*YOUR GOAL:* Retype the entries exactly. Include every line.

Collected data entries
-- Opening Marker --

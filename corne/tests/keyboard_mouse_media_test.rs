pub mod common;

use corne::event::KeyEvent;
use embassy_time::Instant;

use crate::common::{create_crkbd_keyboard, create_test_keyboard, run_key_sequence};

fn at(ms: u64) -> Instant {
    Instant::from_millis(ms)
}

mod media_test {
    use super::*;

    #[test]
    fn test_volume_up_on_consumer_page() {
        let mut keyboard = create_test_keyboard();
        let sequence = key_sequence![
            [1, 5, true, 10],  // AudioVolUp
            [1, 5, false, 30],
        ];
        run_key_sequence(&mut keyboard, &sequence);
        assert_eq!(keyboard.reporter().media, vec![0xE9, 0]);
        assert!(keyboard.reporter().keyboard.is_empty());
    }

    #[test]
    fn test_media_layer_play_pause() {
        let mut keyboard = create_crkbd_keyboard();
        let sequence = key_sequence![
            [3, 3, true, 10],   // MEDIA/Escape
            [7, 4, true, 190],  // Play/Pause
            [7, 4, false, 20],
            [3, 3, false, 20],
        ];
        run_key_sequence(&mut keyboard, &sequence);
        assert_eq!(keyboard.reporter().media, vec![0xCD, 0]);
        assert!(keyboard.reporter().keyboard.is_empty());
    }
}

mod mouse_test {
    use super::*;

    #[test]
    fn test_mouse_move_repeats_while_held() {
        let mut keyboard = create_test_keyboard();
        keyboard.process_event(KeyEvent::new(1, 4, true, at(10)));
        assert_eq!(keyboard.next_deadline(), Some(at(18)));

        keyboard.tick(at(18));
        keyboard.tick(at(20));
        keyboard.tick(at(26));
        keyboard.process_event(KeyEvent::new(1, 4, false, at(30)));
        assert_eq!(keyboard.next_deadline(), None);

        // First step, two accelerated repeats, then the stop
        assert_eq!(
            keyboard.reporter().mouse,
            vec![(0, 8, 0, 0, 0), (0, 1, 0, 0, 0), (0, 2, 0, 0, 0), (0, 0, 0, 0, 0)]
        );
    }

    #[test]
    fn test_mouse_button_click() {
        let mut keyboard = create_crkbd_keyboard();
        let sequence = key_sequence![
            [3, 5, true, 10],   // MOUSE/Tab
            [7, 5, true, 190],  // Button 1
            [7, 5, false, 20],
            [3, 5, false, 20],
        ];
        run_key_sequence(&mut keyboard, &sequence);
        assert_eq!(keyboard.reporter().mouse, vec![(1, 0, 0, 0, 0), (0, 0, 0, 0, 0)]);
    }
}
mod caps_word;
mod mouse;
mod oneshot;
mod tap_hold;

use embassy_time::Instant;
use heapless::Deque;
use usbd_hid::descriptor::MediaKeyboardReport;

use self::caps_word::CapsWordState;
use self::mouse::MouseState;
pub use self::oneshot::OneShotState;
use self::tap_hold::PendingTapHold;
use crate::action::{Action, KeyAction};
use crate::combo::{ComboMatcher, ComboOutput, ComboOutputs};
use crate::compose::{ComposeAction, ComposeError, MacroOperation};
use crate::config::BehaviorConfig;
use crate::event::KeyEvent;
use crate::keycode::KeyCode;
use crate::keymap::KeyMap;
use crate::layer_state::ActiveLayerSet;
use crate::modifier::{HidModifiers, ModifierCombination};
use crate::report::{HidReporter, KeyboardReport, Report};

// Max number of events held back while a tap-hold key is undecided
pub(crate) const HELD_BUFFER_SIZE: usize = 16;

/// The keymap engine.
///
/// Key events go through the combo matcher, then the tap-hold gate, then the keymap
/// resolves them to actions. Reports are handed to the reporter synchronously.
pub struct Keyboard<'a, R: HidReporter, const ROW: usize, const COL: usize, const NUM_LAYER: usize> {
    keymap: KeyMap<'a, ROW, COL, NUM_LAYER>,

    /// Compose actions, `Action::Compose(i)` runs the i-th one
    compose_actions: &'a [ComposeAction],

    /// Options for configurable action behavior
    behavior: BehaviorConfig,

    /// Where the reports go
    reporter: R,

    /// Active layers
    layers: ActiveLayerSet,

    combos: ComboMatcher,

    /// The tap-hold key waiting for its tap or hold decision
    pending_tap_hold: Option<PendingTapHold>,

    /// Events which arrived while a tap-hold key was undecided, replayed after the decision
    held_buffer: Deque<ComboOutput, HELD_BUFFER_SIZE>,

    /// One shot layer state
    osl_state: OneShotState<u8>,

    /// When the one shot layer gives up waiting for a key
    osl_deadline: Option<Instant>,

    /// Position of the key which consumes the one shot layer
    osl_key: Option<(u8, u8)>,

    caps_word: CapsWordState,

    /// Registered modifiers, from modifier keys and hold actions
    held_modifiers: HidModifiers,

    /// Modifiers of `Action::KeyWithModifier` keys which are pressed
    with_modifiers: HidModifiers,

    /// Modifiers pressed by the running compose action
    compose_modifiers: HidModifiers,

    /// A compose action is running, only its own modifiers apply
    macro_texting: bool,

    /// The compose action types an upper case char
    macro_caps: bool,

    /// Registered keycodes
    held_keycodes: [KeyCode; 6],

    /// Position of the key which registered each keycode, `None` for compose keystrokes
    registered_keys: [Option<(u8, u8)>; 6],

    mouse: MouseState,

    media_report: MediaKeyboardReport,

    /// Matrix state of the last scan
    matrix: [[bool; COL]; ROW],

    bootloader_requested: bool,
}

-- Closing Marker --

*ANSWER TO THIS TASK:*
filename corne/tests/keyboard_mouse_media_test.rs
pub mod common;

use corne::event::KeyEvent;
use embassy_time::Instant;

use crate::common::{create_crkbd_keyboard, create_test_keyboard, run_key_sequence};

fn at(ms: u64) -> Instant {
    Instant::from_millis(ms)
}

mod media_test {
    use super::*;

    #[test]
    fn test_volume_up_on_consumer_page() {
        let mut keyboard = create_test_keyboard();
        let sequence = key_sequence![
            [1, 5, true, 10],  // AudioVolUp
            [1, 5, false, 30],
        ];
        run_key_sequence(&mut keyboard, &sequence);
        assert_eq!(keyboard.reporter().media, vec![0xE9, 0]);
        assert!(keyboard.reporter().keyboard.is_empty());
    }

    #[test]
    fn test_media_layer_play_pause() {
        let mut keyboard = create_crkbd_keyboard();
        let sequence = key_sequence![
            [3, 3, true, 10],   // MEDIA/Escape
            [7, 4, true, 190],  // Play/Pause
            [7, 4, false, 20],
            [3, 3, false, 20],
        ];
        run_key_sequence(&mut keyboard, &sequence);
        assert_eq!(keyboard.reporter().media, vec![0xCD, 0]);
        assert!(keyboard.reporter().keyboard.is_empty());
    }
}

mod mouse_test {
    use super::*;

    #[test]
    fn test_mouse_move_repeats_while_held() {
        let mut keyboard = create_test_keyboard();
        keyboard.process_event(KeyEvent::new(1, 4, true, at(10)));
        assert_eq!(keyboard.next_deadline(), Some(at(18)));

        keyboard.tick(at(18));
        keyboard.tick(at(20));
        keyboard.tick(at(26));
        keyboard.process_event(KeyEvent::new(1, 4, false, at(30)));
        assert_eq!(keyboard.next_deadline(), None);

        // First step, two accelerated repeats, then the stop
        assert_eq!(
            keyboard.reporter().mouse,
            vec![(0, 8, 0, 0, 0), (0, 1, 0, 0, 0), (0, 2, 0, 0, 0), (0, 0, 0, 0, 0)]
        );
    }

    #[test]
    fn test_mouse_button_click() {
        let mut keyboard = create_crkbd_keyboard();
        let sequence = key_sequence![
            [3, 5, true, 10],   // MOUSE/Tab
            [7, 5, true, 190],  // Button 1
            [7, 5, false, 20],
            [3, 5, false, 20],
        ];
        run_key_sequence(&mut keyboard, &sequence);
        assert_eq!(keyboard.reporter().mouse, vec![(1, 0, 0, 0, 0), (0, 0, 0, 0, 0)]);
    }
}
mod caps_word;
mod mouse;
mod oneshot;
mod tap_hold;

use embassy_time::Instant;
use heapless::Deque;
use usbd_hid::descriptor::MediaKeyboardReport;

use self::caps_word::CapsWordState;
use self::mouse::MouseState;
pub use self::oneshot::OneShotState;
use self::tap_hold::PendingTapHold;
use crate::action::{Action, KeyAction};
use crate::combo::{ComboMatcher, ComboOutput, ComboOutputs};
use crate::compose::{ComposeAction, ComposeError, MacroOperation};
use crate::config::BehaviorConfig;
use crate::event::KeyEvent;
use crate::keycode::KeyCode;
use crate::keymap::KeyMap;
use crate::layer_state::ActiveLayerSet;
use crate::modifier::{HidModifiers, ModifierCombination};
use crate::report::{HidReporter, KeyboardReport, Report};

// Max number of events held back while a tap-hold key is undecided
pub(crate) const HELD_BUFFER_SIZE: usize = 16;

/// The keymap engine.
///
/// Key events go through the combo matcher, then the tap-hold gate, then the keymap
/// resolves them to actions. Reports are handed to the reporter synchronously.
pub struct Keyboard<'a, R: HidReporter, const ROW: usize, const COL: usize, const NUM_LAYER: usize> {
    keymap: KeyMap<'a, ROW, COL, NUM_LAYER>,

    /// Compose actions, `Action::Compose(i)` runs the i-th one
    compose_actions: &'a [ComposeAction],

    /// Options for configurable action behavior
    behavior: BehaviorConfig,

    /// Where the reports go
    reporter: R,

    /// Active layers
    layers: ActiveLayerSet,

    combos: ComboMatcher,

    /// The tap-hold key waiting for its tap or hold decision
    pending_tap_hold: Option<PendingTapHold>,

    /// Events which arrived while a tap-hold key was undecided, replayed after the decision
    held_buffer: Deque<ComboOutput, HELD_BUFFER_SIZE>,

    /// One shot layer state
    osl_state: OneShotState<u8>,

    /// When the one shot layer gives up waiting for a key
    osl_deadline: Option<Instant>,

    /// Position of the key which consumes the one shot layer
    osl_key: Option<(u8, u8)>,

    caps_word: CapsWordState,

    /// Registered modifiers, from modifier keys and hold actions
    held_modifiers: HidModifiers,

    /// Modifiers of `Action::KeyWithModifier` keys which are pressed
    with_modifiers: HidModifiers,

    /// Modifiers pressed by the running compose action
    compose_modifiers: HidModifiers,

    /// A compose action is running, only its own modifiers apply
    macro_texting: bool,

    /// The compose action types an upper case char
    macro_caps: bool,

    /// Registered keycodes
    held_keycodes: [KeyCode; 6],

    /// Position of the key which registered each keycode, `None` for compose keystrokes
    registered_keys: [Option<(u8, u8)>; 6],

    mouse: MouseState,

    media_report: MediaKeyboardReport,

    /// Matrix state of the last scan
    matrix: [[bool; COL]; ROW],

    bootloader_requested: bool,
}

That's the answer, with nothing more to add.